A 20-year-previous Florida man was answerable for the massive data breach at Uber Technologies final yr and was paid by Uber to destroy the data by way of a so-referred to as “bug bounty” program usually used to determine small code vulnerabilities, three individuals accustomed to the occasions have advised Reuters.
Uber introduced on Nov. 21 that the private data of 57 million customers, together with 600,000 drivers within the United States, have been stolen in a breach that occurred in October 2016, and that it paid the hacker $100,000 to destroy the knowledge. But the corporate didn’t reveal any details about the hacker or the way it paid him the cash.
Uber made the cost final yr via a program designed to reward safety researchers who report flaws in an organization’s software program, these individuals said. Uber’s bug bounty service – as such a program is understood within the business – is hosted by an organization referred to as HackerOne, which presents its platform to various tech corporations.
Reuters was unable to set up the id of the hacker or one other one that sources said helped him. Uber spokesman Matt Kallman declined to touch upon the matter.
Newly appointed Uber Chief Executive Dara Khosrowshahi fired two of Uber’s prime safety officers when he introduced the breach final month, saying the incident ought to have been
disclosed to regulators on the time it was found, a few yr earlier than.
It stays unclear who made the ultimate determination to authorize the cost to the hacker and to keep the breach secret, although the sources said then-CEO Travis Kalanick was conscious of the breach and bug bounty cost in November of final yr.
Kalanick, who stepped down as Uber CEO in June, declined to touch upon the matter, in accordance to his spokesman.
A cost of $100,000 via a bug bounty program can be extraordinarily uncommon, with one former HackerOne government saying it might symbolize an “all-time record.” Security professionals said rewarding a hacker who had stolen data additionally can be properly outdoors the traditional guidelines of a bounty program, the place funds are sometimes within the $5,000 to $10,000 vary.
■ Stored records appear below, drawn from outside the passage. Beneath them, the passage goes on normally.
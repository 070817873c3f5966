//! Cookie Management
//!
//! Builds `Set-Cookie` values and reads cookies from request headers.

use axum::http::{HeaderMap, HeaderValue, header};

/// SameSite policy for cookies
#[derive(Debug, Clone, Copy, PartialEq, Eq, Default)]
pub enum SameSite {
    Strict,
    #[default]
    Lax,
    None,
}

impl SameSite {
    pub fn as_str(&self) -> &'static str {
        match self {
            SameSite::Strict => "Strict",
            SameSite::Lax => "Lax",
            SameSite::None => "None",
        }
    }
}

/// Cookie configuration
#[derive(Debug, Clone, PartialEq, Eq)]
pub struct CookieConfig {
    pub name: String,
    pub secure: bool,
    pub http_only: bool,
    pub same_site: SameSite,
    pub path: String,
    pub max_age_secs: Option<i64>,
}

impl Default for CookieConfig {
    fn default() -> Self {
        Self {
            name: "session".to_string(),
            secure: false,
            http_only: true,
            same_site: SameSite::Lax,
            path: "/".to_string(),
            max_age_secs: None,
        }
    }
}

impl CookieConfig {
    /// HttpOnly session cookie on `/` that lives `max_age_secs`
    pub fn session(name: impl Into<String>, max_age_secs: i64) -> Self {
        Self {
            name: name.into(),
            max_age_secs: Some(max_age_secs),
            ..Self::default()
        }
    }

    pub fn with_secure(mut self, secure: bool) -> Self {
        self.secure = secure;
        self
    }

    pub fn with_same_site(mut self, same_site: SameSite) -> Self {
        self.same_site = same_site;
        self
    }

    /// Build Set-Cookie header value
    pub fn build_set_cookie(&self, value: &str) -> String {
        let mut cookie = format!("{}={}", self.name, value);
        self.push_attributes(&mut cookie);

        if let Some(max_age) = self.max_age_secs {
            cookie.push_str(&format!("; Max-Age={}", max_age));
        }

        cookie
    }

    /// Build Set-Cookie header that expires the cookie immediately
    pub fn build_delete_cookie(&self) -> String {
        let mut cookie = format!("{}=", self.name);
        self.push_attributes(&mut cookie);
        cookie.push_str("; Max-Age=0");
        cookie
    }

    fn push_attributes(&self, cookie: &mut String) {
        if self.http_only {
            cookie.push_str("; HttpOnly");
        }
        if self.secure {
            cookie.push_str("; Secure");
        }
        cookie.push_str(&format!("; SameSite={}", self.same_site.as_str()));
        cookie.push_str(&format!("; Path={}", self.path));
    }

    /// `Set-Cookie` header value carrying `value`
    ///
    /// `None` when `value` contains bytes a header cannot carry.
    pub fn set_cookie_header(&self, value: &str) -> Option<HeaderValue> {
        HeaderValue::from_str(&self.build_set_cookie(value)).ok()
    }

    /// `Set-Cookie` header value that clears the cookie
    pub fn delete_cookie_header(&self) -> Option<HeaderValue> {
        HeaderValue::from_str(&self.build_delete_cookie()).ok()
    }
}

/// Extract a cookie value from headers
///
/// Looks through every `Cookie` header; empty values count as absent.
pub fn extract_cookie(headers: &HeaderMap, name: &str) -> Option<String> {
    headers
        .get_all(header::COOKIE)
        .iter()
        .filter_map(|value| value.to_str().ok())
        .flat_map(|value| value.split(';'))
        .find_map(|cookie| {
            let (key, value) = cookie.trim().split_once('=')?;
            (key == name && !value.is_empty()).then(|| value.to_string())
        })
}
HackerOne hosts Uber’s bug bounty program however doesn’t handle it, and performs no position in deciding whether or not payouts are applicable or how giant they need to be.
HackerOne CEO Marten Mickos said he couldn’t talk about a person buyer’s packages. “In all cases when a bug bounty award is processed through HackerOne, we receive identifying information of the recipient in the form of an IRS W-9 or W-8BEN form before payment of the award can be made,” he said, referring to U.S. Internal Revenue Service types.
According to two of the sources, Uber made the cost to affirm the hacker’s id and have him signal a nondisclosure settlement to deter additional wrongdoing. Uber additionally carried out a forensic evaluation of the hacker’s machine to be sure the data had been purged, the sources said.
One supply described the hacker as “living with his mom in a small home trying to help pay the bills,” including that members of Uber’s safety group didn’t need to pursue prosecution of a person who didn’t seem to pose an extra menace.
The Florida hacker paid a second individual for providers that concerned accessing GitHub, a website extensively utilized by programmers to retailer their code, to get hold of credentials for entry to Uber data
saved elsewhere, one of many sources said.
GitHub said the assault didn’t contain a failure of its safety techniques. “Our recommendation is to never store access tokens, passwords, or other authentication or encryption keys in the code,” that firm said in a press release.